■ Work to be completed: Pull out every line of the listing below where "None" appears.

■ Given data:
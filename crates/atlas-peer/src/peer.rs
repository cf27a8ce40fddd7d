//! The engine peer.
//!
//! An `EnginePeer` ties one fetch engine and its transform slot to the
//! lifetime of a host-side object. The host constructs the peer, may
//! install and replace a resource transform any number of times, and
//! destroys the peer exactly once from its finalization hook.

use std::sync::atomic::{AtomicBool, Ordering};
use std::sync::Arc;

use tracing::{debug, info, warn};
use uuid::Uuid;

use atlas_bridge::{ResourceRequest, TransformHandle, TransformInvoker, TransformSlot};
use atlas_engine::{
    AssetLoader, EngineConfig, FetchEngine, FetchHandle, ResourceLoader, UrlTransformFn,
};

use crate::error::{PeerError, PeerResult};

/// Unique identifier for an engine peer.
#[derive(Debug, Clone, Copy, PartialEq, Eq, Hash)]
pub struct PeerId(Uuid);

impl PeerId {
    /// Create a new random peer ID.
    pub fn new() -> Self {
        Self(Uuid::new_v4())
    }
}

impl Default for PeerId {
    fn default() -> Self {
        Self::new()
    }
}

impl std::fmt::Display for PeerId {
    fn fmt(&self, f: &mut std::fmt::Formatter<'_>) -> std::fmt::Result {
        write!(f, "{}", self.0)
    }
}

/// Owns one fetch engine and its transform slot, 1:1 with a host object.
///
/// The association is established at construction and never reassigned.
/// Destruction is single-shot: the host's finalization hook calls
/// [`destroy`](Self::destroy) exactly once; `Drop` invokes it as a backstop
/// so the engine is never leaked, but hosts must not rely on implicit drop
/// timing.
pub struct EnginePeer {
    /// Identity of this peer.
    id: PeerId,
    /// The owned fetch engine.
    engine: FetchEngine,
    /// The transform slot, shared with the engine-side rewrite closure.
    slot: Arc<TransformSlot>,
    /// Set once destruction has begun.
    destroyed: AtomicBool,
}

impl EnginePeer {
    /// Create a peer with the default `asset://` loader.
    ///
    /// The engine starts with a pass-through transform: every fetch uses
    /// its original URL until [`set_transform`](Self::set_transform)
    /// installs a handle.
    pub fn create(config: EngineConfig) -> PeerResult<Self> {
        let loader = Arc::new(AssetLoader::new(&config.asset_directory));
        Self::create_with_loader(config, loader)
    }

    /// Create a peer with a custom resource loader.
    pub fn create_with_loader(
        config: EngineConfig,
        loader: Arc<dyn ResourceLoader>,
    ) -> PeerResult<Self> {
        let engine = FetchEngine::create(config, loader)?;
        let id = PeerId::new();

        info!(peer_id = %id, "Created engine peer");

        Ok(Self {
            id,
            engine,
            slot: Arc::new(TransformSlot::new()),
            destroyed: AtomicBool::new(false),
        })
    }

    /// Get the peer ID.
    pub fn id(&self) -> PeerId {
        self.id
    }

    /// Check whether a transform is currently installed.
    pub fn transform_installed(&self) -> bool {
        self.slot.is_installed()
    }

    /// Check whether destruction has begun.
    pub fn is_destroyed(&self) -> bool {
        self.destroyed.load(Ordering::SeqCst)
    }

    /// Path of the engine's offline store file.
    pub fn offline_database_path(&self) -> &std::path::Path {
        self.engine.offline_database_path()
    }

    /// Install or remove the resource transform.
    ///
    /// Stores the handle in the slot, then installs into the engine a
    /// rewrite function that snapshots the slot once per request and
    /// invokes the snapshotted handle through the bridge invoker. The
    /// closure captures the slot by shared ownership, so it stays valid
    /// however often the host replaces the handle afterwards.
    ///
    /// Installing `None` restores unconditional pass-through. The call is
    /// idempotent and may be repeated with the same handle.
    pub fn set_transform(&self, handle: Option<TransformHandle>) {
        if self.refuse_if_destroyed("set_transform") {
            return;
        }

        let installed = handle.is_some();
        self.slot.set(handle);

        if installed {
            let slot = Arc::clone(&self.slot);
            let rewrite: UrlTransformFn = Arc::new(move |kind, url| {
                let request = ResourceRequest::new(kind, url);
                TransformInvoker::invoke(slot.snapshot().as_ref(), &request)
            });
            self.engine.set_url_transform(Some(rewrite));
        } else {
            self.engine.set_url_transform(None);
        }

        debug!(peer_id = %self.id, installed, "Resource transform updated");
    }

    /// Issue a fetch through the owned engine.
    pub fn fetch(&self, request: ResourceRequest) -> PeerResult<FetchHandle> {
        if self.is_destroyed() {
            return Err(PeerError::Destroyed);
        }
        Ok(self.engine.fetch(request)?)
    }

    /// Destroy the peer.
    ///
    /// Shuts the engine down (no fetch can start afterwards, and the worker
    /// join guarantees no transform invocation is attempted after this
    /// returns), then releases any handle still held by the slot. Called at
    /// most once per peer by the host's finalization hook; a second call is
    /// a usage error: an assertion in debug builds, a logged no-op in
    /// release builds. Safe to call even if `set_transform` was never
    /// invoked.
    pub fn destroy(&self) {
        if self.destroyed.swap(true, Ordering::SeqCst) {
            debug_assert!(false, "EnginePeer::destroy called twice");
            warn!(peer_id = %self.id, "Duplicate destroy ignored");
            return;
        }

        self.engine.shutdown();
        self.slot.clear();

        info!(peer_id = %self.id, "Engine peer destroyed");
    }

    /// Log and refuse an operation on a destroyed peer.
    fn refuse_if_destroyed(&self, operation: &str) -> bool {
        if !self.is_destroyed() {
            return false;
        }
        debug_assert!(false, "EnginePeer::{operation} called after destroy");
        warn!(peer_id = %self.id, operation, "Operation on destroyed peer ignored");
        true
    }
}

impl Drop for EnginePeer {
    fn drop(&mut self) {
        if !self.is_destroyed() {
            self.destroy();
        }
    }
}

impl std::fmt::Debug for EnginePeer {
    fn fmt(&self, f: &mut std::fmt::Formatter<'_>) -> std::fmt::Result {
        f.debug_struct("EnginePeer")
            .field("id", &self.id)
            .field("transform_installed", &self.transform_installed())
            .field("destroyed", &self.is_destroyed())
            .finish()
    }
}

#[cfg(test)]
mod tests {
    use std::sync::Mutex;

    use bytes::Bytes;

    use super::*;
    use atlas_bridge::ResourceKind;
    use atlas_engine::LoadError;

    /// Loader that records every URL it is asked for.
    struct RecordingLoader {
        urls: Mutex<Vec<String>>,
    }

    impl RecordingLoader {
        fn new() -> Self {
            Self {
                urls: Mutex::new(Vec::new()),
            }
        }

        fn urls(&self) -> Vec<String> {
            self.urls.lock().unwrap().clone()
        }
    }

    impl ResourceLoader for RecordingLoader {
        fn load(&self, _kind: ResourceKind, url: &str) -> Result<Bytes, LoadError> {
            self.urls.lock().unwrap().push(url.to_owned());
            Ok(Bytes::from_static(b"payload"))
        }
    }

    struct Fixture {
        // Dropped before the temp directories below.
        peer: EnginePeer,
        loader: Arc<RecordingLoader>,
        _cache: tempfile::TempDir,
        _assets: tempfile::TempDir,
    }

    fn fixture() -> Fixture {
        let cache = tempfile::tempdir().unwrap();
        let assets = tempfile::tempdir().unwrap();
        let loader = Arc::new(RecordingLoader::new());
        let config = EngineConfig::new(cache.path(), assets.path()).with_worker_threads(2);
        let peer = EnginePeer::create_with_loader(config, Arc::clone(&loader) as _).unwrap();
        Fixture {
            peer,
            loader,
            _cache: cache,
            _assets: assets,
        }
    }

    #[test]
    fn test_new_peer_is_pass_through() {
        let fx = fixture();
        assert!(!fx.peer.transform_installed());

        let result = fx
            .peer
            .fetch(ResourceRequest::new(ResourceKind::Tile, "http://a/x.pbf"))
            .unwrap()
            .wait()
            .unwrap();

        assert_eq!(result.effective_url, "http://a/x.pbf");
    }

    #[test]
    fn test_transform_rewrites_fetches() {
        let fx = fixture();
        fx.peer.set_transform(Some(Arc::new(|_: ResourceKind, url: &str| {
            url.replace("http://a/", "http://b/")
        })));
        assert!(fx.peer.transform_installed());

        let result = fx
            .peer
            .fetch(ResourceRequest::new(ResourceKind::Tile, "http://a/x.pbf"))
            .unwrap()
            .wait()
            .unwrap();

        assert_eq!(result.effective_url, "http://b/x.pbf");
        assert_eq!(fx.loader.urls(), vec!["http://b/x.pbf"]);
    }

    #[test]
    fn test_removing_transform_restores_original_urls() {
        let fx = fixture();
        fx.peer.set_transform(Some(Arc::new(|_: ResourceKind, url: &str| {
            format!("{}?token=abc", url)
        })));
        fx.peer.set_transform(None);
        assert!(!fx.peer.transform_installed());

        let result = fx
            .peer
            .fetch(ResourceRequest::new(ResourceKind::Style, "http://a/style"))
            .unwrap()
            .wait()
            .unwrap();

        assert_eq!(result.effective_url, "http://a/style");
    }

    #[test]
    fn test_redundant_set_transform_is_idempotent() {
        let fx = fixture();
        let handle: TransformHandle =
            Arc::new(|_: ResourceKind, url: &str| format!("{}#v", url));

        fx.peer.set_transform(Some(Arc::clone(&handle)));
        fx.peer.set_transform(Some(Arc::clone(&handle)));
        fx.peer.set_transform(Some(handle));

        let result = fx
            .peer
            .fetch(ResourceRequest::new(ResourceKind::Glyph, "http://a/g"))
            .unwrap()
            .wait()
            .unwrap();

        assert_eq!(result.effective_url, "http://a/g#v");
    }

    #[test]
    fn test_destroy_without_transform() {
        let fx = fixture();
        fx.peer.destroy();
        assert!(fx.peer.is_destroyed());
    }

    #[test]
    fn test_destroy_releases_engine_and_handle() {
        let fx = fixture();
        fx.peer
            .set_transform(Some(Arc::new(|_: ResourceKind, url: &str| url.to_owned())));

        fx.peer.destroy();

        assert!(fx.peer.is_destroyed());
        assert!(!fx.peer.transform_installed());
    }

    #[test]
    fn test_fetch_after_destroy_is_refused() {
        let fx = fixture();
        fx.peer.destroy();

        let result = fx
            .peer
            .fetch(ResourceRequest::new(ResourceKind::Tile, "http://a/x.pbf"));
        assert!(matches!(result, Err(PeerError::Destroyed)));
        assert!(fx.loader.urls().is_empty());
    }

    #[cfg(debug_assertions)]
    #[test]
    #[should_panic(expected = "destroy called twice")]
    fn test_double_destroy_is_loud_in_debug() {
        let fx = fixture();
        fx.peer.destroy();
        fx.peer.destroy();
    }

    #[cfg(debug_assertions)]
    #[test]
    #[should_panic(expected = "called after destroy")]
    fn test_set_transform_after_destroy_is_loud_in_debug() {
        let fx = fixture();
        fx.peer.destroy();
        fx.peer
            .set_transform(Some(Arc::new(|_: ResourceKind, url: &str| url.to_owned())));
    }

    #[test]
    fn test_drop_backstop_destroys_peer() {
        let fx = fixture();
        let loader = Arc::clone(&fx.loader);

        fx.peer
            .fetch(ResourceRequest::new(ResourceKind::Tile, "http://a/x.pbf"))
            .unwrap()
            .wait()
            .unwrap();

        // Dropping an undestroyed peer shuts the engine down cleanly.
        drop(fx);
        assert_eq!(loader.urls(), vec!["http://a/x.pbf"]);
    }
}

■ Response to this task:
    /// Installing `None` restores unconditional pass-through. The call is
            self.engine.set_url_transform(None);
        fx.peer.set_transform(None);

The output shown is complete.